==== Data excerpts

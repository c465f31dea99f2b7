//! Gauge stdio server
//!
//! Reads one JSON request per line from stdin and writes one JSON
//! response per line to stdout. Logs go to stderr.
//!
//! Methods:
//! - convert: single value conversion
//! - convert_compound: decompose a measurement into target units
//! - parse_compound: parse free text, optionally converting it
//! - format_compound: render a measurement with a format's template
//! - search: ranked unit search over loaded categories
//! - categories: registered categories and their load state
//! - compatible_units / popular_units: unit listings for a category

mod protocol;

use std::io::{self, Write};
use std::process::ExitCode;

use tokio::io::{AsyncBufReadExt, BufReader};
use tracing::{debug, error, info};
use tracing_subscriber::EnvFilter;

use gauge::{Gauge, GaugeConfig};
use protocol::{handle_request, Request, Response};

const SERVER_VERSION: &str = env!("CARGO_PKG_VERSION");

fn init_logging() {
    let filter = EnvFilter::try_from_env("GAUGE_LOG").unwrap_or_else(|_| EnvFilter::new("info"));
    tracing_subscriber::fmt()
        .with_env_filter(filter)
        .with_writer(io::stderr)
        .with_target(false)
        .init();
}

fn write_response(response: &Response) -> io::Result<()> {
    let line = serde_json::to_string(response)?;
    let mut stdout = io::stdout().lock();
    writeln!(stdout, "{}", line)?;
    stdout.flush()
}

#[tokio::main]
async fn main() -> ExitCode {
    init_logging();

    let config = match GaugeConfig::from_env() {
        Ok(config) => config,
        Err(e) => {
            error!(error = %e, "failed to load configuration");
            return ExitCode::FAILURE;
        }
    };

    let gauge = Gauge::with_standard_library().with_config(config);
    info!(version = SERVER_VERSION, "gauge server starting");
    gauge.initialize().await;
    // runs alongside request handling; failures are only logged
    let _preload = gauge.preload();

    let mut lines = BufReader::new(tokio::io::stdin()).lines();
    info!("ready, waiting for requests");

    loop {
        let line = match lines.next_line().await {
            Ok(Some(line)) => line,
            Ok(None) => {
                info!("client disconnected (EOF)");
                break;
            }
            Err(e) => {
                error!(error = %e, "error reading input");
                return ExitCode::FAILURE;
            }
        };
        let line = line.trim();
        if line.is_empty() {
            continue;
        }

        let response = match serde_json::from_str::<Request>(line) {
            Ok(request) => {
                debug!(method = %request.method, "processing");
                handle_request(&gauge, &request).await
            }
            Err(e) => {
                debug!(error = %e, "unparseable request");
                Response::parse_error(e)
            }
        };

        if let Err(e) = write_response(&response) {
            error!(error = %e, "error writing response");
            return ExitCode::FAILURE;
        }
    }

    info!("server shutting down");
    ExitCode::SUCCESS
}
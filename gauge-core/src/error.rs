//! Error taxonomy for conversions, lookups and category loading
//!
//! Compound parse failures are not errors: parsing returns `None`.

use serde::{Deserialize, Serialize};
use thiserror::Error;

/// Standard error codes (machine-readable)
pub mod codes {
    pub const UNKNOWN_CATEGORY: &str = "UNKNOWN_CATEGORY";
    pub const UNIT_NOT_FOUND: &str = "UNIT_NOT_FOUND";
    pub const INVALID_INPUT: &str = "INVALID_INPUT";
    pub const INVALID_NUMBER: &str = "INVALID_NUMBER";
    pub const LOAD_FAILED: &str = "LOAD_FAILED";
    pub const INVALID_CONFIG: &str = "INVALID_CONFIG";
}

/// Errors surfaced by the conversion core
#[derive(Debug, Clone, PartialEq, Error)]
pub enum GaugeError {
    /// No data source is registered for the category id
    #[error("Unknown category: {0}")]
    UnknownCategory(String),

    /// The unit id is absent from the loaded category and its subcategories
    #[error("Unit '{unit}' not found in category '{category}'")]
    UnitNotFound { category: String, unit: String },

    /// Malformed compound measurement or missing target units
    #[error("Invalid input: {0}")]
    InvalidInput(String),

    /// NaN, infinite or unparseable numeric value
    #[error("Invalid number: {0}")]
    InvalidNumber(String),

    /// The category provider failed to produce data
    #[error("Failed to load category '{category}': {message}")]
    LoadFailed { category: String, message: String },

    /// Unreadable or malformed configuration
    #[error("Invalid configuration: {0}")]
    Config(String),
}

impl GaugeError {
    pub fn unit_not_found(category: &str, unit: &str) -> Self {
        GaugeError::UnitNotFound {
            category: category.to_string(),
            unit: unit.to_string(),
        }
    }

    pub fn invalid_input(details: impl Into<String>) -> Self {
        GaugeError::InvalidInput(details.into())
    }

    pub fn load_failed(category: &str, message: impl Into<String>) -> Self {
        GaugeError::LoadFailed {
            category: category.to_string(),
            message: message.into(),
        }
    }

    /// Machine-readable code
    pub fn code(&self) -> &'static str {
        match self {
            GaugeError::UnknownCategory(_) => codes::UNKNOWN_CATEGORY,
            GaugeError::UnitNotFound { .. } => codes::UNIT_NOT_FOUND,
            GaugeError::InvalidInput(_) => codes::INVALID_INPUT,
            GaugeError::InvalidNumber(_) => codes::INVALID_NUMBER,
            GaugeError::LoadFailed { .. } => codes::LOAD_FAILED,
            GaugeError::Config(_) => codes::INVALID_CONFIG,
        }
    }

    /// Hint for the caller on how to recover
    pub fn suggestion(&self) -> Option<String> {
        match self {
            GaugeError::UnknownCategory(_) => {
                Some("Category unavailable; list categories to see what is registered".to_string())
            }
            GaugeError::UnitNotFound { category, .. } => {
                Some(format!("Search units or list the units of '{}'", category))
            }
            GaugeError::InvalidNumber(_) => Some("Provide a finite numeric value".to_string()),
            GaugeError::Config(_) => Some("Check the file named by GAUGE_CONFIG".to_string()),
            GaugeError::InvalidInput(_) | GaugeError::LoadFailed { .. } => None,
        }
    }

    /// Structured form for JSON consumers
    pub fn report(&self) -> ErrorReport {
        ErrorReport {
            code: self.code().to_string(),
            message: self.to_string(),
            suggestion: self.suggestion(),
        }
    }
}

/// Serializable error payload
#[derive(Debug, Clone, Serialize, Deserialize)]
pub struct ErrorReport {
    pub code: String,
    pub message: String,
    #[serde(skip_serializing_if = "Option::is_none")]
    pub suggestion: Option<String>,
}

pub type Result<T> = std::result::Result<T, GaugeError>;

#[cfg(test)]
mod tests {
    use super::*;

    #[test]
    fn test_codes() {
        assert_eq!(GaugeError::UnknownCategory("x".into()).code(), codes::UNKNOWN_CATEGORY);
        assert_eq!(GaugeError::unit_not_found("length", "furlong").code(), codes::UNIT_NOT_FOUND);
        assert_eq!(GaugeError::invalid_input("empty").code(), codes::INVALID_INPUT);
    }

    #[test]
    fn test_display() {
        let err = GaugeError::unit_not_found("length", "furlong");
        assert_eq!(err.to_string(), "Unit 'furlong' not found in category 'length'");
    }

    #[test]
    fn test_report_serialization() {
        let report = GaugeError::invalid_input("no components").report();
        let json = serde_json::to_value(&report).unwrap();
        assert_eq!(json["code"], "INVALID_INPUT");
        assert!(json.get("suggestion").is_none());
    }
}
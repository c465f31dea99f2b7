//! Free-text compound input ("5 ft 10 in", "2 1/2 cups", "1:30")

use std::sync::LazyLock;

use regex::{Captures, Match, Regex};
use tracing::{debug, warn};

use gauge_core::{CompoundMeasurement, MeasurementComponent, Unit, UnitCategory};

use super::formats::CompoundFormatConfig;

/// `<number> <unit text>`, where number may be a mixed number or fraction
static SINGLE_VALUE: LazyLock<Option<Regex>> = LazyLock::new(|| {
    let pattern = r"^\s*(\d+\s+\d+\s*/\s*\d+|\d+\s*/\s*\d+|\d+(?:\.\d+)?|\.\d+)\s*([^\d\s/].*?)\s*$";
    match Regex::new(pattern) {
        Ok(re) => Some(re),
        Err(e) => {
            warn!(error = %e, "single value pattern failed to compile");
            None
        }
    }
});

/// One `<number> <unit text>` run of a multi-component input
static COMPONENT: LazyLock<Option<Regex>> = LazyLock::new(|| {
    match Regex::new(r"(\d+(?:\.\d+)?)\s*([^\d,+]+)") {
        Ok(re) => Some(re),
        Err(e) => {
            warn!(error = %e, "component pattern failed to compile");
            None
        }
    }
});

/// Parse input against a format's patterns, then as a run of
/// `<number> <unit>` components, then the single value fallback.
/// Unrecognized input yields `None`.
pub fn parse_input(
    config: &CompoundFormatConfig,
    category: &UnitCategory,
    input: &str,
) -> Option<CompoundMeasurement> {
    let input = input.trim();
    if input.is_empty() {
        return None;
    }

    for pattern in &config.parse_patterns {
        let Some(caps) = pattern.captures(input) else {
            continue;
        };
        let has_fraction = pattern.as_str().contains('/');
        let Some(values) = captured_values(input, &caps, has_fraction) else {
            continue;
        };
        if let Some(measurement) = assemble(config, category, &values) {
            debug!(input, pattern = %pattern.as_str(), "compound input matched");
            return Some(measurement);
        }
    }

    parse_components(config, category, input).or_else(|| parse_single_value(config, category, input))
}

/// Values keyed by slot. A mixed number or fraction fills one slot;
/// optional groups that did not participate leave their slot empty.
fn captured_values(input: &str, caps: &Captures<'_>, has_fraction: bool) -> Option<Vec<(usize, f64)>> {
    let groups: Vec<Option<Match<'_>>> = (1..caps.len()).map(|i| caps.get(i)).collect();
    let mut values = Vec::new();
    let mut slot = 0;
    let mut i = 0;

    while i < groups.len() {
        let (value, consumed) = match fraction_at(input, &groups, i, has_fraction) {
            Some(found) => found,
            None => match groups[i] {
                Some(m) => (m.as_str().parse::<f64>().ok()?, 1),
                None => {
                    i += 1;
                    slot += 1;
                    continue;
                }
            },
        };
        if !value.is_finite() {
            return None;
        }
        values.push((slot, value));
        slot += 1;
        i += consumed;
    }

    if values.is_empty() {
        None
    } else {
        Some(values)
    }
}

/// Mixed number (`whole num/den`, three groups) or simple fraction
/// (`num/den`, two groups) starting at group `i`
fn fraction_at(input: &str, groups: &[Option<Match<'_>>], i: usize, has_fraction: bool) -> Option<(f64, usize)> {
    if !has_fraction {
        return None;
    }
    let number = |m: Match<'_>| m.as_str().parse::<f64>().ok();
    let first = groups.get(i).copied().flatten()?;
    let second = groups.get(i + 1).copied().flatten()?;

    if let Some(third) = groups.get(i + 2).copied().flatten() {
        if !slash_between(input, first, second) && slash_between(input, second, third) {
            let value = number(first)? + number(second)? / number(third)?;
            return Some((value, 3));
        }
    }
    if slash_between(input, first, second) {
        return Some((number(first)? / number(second)?, 2));
    }
    None
}

fn slash_between(input: &str, a: Match<'_>, b: Match<'_>) -> bool {
    input
        .get(a.end()..b.start())
        .is_some_and(|gap| gap.trim() == "/")
}

fn assemble(
    config: &CompoundFormatConfig,
    category: &UnitCategory,
    values: &[(usize, f64)],
) -> Option<CompoundMeasurement> {
    let mut components = Vec::with_capacity(values.len());
    for &(slot, value) in values {
        let unit_id = config.unit_for_index(slot)?;
        let unit = category.lookup_unit(unit_id)?;
        components.push(MeasurementComponent::resolved(value, unit));
    }
    Some(CompoundMeasurement::new(&category.id, components))
}

/// Two or more `<number> <unit>` runs in any unit order, e.g. "1 cup 2 tsp".
/// Runs may be separated by whitespace, `,`, `+` or "and".
fn parse_components(
    config: &CompoundFormatConfig,
    category: &UnitCategory,
    input: &str,
) -> Option<CompoundMeasurement> {
    let re = COMPONENT.as_ref()?;
    let mut components = Vec::new();
    let mut last_end = 0;

    for caps in re.captures_iter(input) {
        let run = caps.get(0)?;
        if !is_separator(input.get(last_end..run.start())?) {
            return None;
        }
        last_end = run.end();
        let value: f64 = caps.get(1)?.as_str().parse().ok()?;
        let unit = resolve_unit(config, category, unit_text(caps.get(2)?.as_str()))?;
        components.push(MeasurementComponent::resolved(value, unit));
    }

    if components.len() < 2 || !is_separator(input.get(last_end..)?) {
        return None;
    }
    debug!(input, components = components.len(), "compound input parsed as unit runs");
    Some(CompoundMeasurement::new(&category.id, components))
}

fn is_separator(gap: &str) -> bool {
    gap.chars().all(|c| c.is_whitespace() || c == ',' || c == '+')
}

/// Unit text of a run with a trailing "and" connector removed
fn unit_text(raw: &str) -> &str {
    let text = raw.trim();
    match text.rsplit_once(char::is_whitespace) {
        Some((head, last)) if last.eq_ignore_ascii_case("and") => head.trim_end(),
        _ => text,
    }
}

/// Format alias first, then any unit of the category matching the text
fn resolve_unit<'a>(config: &CompoundFormatConfig, category: &'a UnitCategory, text: &str) -> Option<&'a Unit> {
    match config.alias(text) {
        Some(unit_id) => category.lookup_unit(unit_id),
        None => category.all_units().find(|u| u.matches_text(text)),
    }
}

fn parse_single_value(
    config: &CompoundFormatConfig,
    category: &UnitCategory,
    input: &str,
) -> Option<CompoundMeasurement> {
    let re = SINGLE_VALUE.as_ref()?;
    let caps = re.captures(input)?;
    let value = parse_number_text(caps.get(1)?.as_str())?;
    let unit_text = caps.get(2)?.as_str();

    let unit = resolve_unit(config, category, unit_text)?;

    debug!(input, unit = %unit.id, "compound input parsed as single value");
    Some(CompoundMeasurement::new(&category.id, vec![MeasurementComponent::resolved(value, unit)]))
}

/// Decimal, simple fraction or mixed number
pub fn parse_number_text(text: &str) -> Option<f64> {
    let text = text.trim();
    let value = match text.split_once('/') {
        None => text.parse::<f64>().ok()?,
        Some((left, denominator)) => {
            let denominator: f64 = denominator.trim().parse().ok()?;
            if denominator == 0.0 {
                return None;
            }
            let left = left.trim();
            let (whole, numerator) = match left.rsplit_once(char::is_whitespace) {
                Some((whole, numerator)) => (whole.trim().parse::<f64>().ok()?, numerator.parse::<f64>().ok()?),
                None => (0.0, left.parse::<f64>().ok()?),
            };
            whole + numerator / denominator
        }
    };
    value.is_finite().then_some(value)
}
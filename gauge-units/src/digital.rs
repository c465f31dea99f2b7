//! Digital storage (base: byte) and data transfer rate (base: bit per second)

use gauge_core::{SubCategory, Unit, UnitCategory};

const KIB: f64 = 1024.0;

pub fn digital_storage() -> UnitCategory {
    UnitCategory::new("digital_storage", "Digital Storage")
        .with_base_unit("byte")
        .with_subcategory(SubCategory::new("decimal", "Decimal (SI)", vec![
            Unit::new("bit", "bit", "b", 0.125).plural("bits"),
            Unit::base("byte", "byte", "B").plural("bytes").aliases(&["octet"]),
            Unit::new("kilobyte", "kilobyte", "kB", 1e3).plural("kilobytes").aliases(&["KB"]),
            Unit::new("megabyte", "megabyte", "MB", 1e6).plural("megabytes"),
            Unit::new("gigabyte", "gigabyte", "GB", 1e9).plural("gigabytes").aliases(&["gig"]),
            Unit::new("terabyte", "terabyte", "TB", 1e12).plural("terabytes"),
            Unit::new("petabyte", "petabyte", "PB", 1e15).plural("petabytes"),
        ]))
        .with_subcategory(SubCategory::new("binary", "Binary (IEC)", vec![
            Unit::new("kibibyte", "kibibyte", "KiB", KIB).plural("kibibytes"),
            Unit::new("mebibyte", "mebibyte", "MiB", KIB * KIB).plural("mebibytes"),
            Unit::new("gibibyte", "gibibyte", "GiB", KIB * KIB * KIB).plural("gibibytes"),
            Unit::new("tebibyte", "tebibyte", "TiB", KIB * KIB * KIB * KIB).plural("tebibytes"),
        ]))
        .with_popular(&["byte", "kilobyte", "megabyte", "gigabyte", "terabyte"])
}

pub fn data_transfer_rate() -> UnitCategory {
    UnitCategory::new("data_transfer_rate", "Data Transfer Rate")
        .with_base_unit("bit_per_second")
        .with_units(vec![
            Unit::base("bit_per_second", "bit per second", "bps").plural("bits per second").aliases(&["bit/s"]),
            Unit::new("kilobit_per_second", "kilobit per second", "kbps", 1e3).plural("kilobits per second").aliases(&["kbit/s"]),
            Unit::new("megabit_per_second", "megabit per second", "Mbps", 1e6).plural("megabits per second").aliases(&["Mbit/s"]),
            Unit::new("gigabit_per_second", "gigabit per second", "Gbps", 1e9).plural("gigabits per second").aliases(&["Gbit/s"]),
            Unit::new("byte_per_second", "byte per second", "B/s", 8.0).plural("bytes per second"),
            Unit::new("kilobyte_per_second", "kilobyte per second", "kB/s", 8e3).plural("kilobytes per second"),
            Unit::new("megabyte_per_second", "megabyte per second", "MB/s", 8e6).plural("megabytes per second"),
        ])
        .with_popular(&["megabit_per_second", "megabyte_per_second", "gigabit_per_second"])
}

========

* **What to produce**
Write down exactly the span of lines above from the one containing "pub const INVALID_INPUT: &str" to the one containing "pub enum GaugeError", both ends included.

* **Result**
    pub const INVALID_INPUT: &str = "INVALID_INPUT";
    pub const INVALID_NUMBER: &str = "INVALID_NUMBER";
    pub const LOAD_FAILED: &str = "LOAD_FAILED";
    pub const INVALID_CONFIG: &str = "INVALID_CONFIG";
}

/// Errors surfaced by the conversion core
#[derive(Debug, Clone, PartialEq, Error)]
pub enum GaugeError {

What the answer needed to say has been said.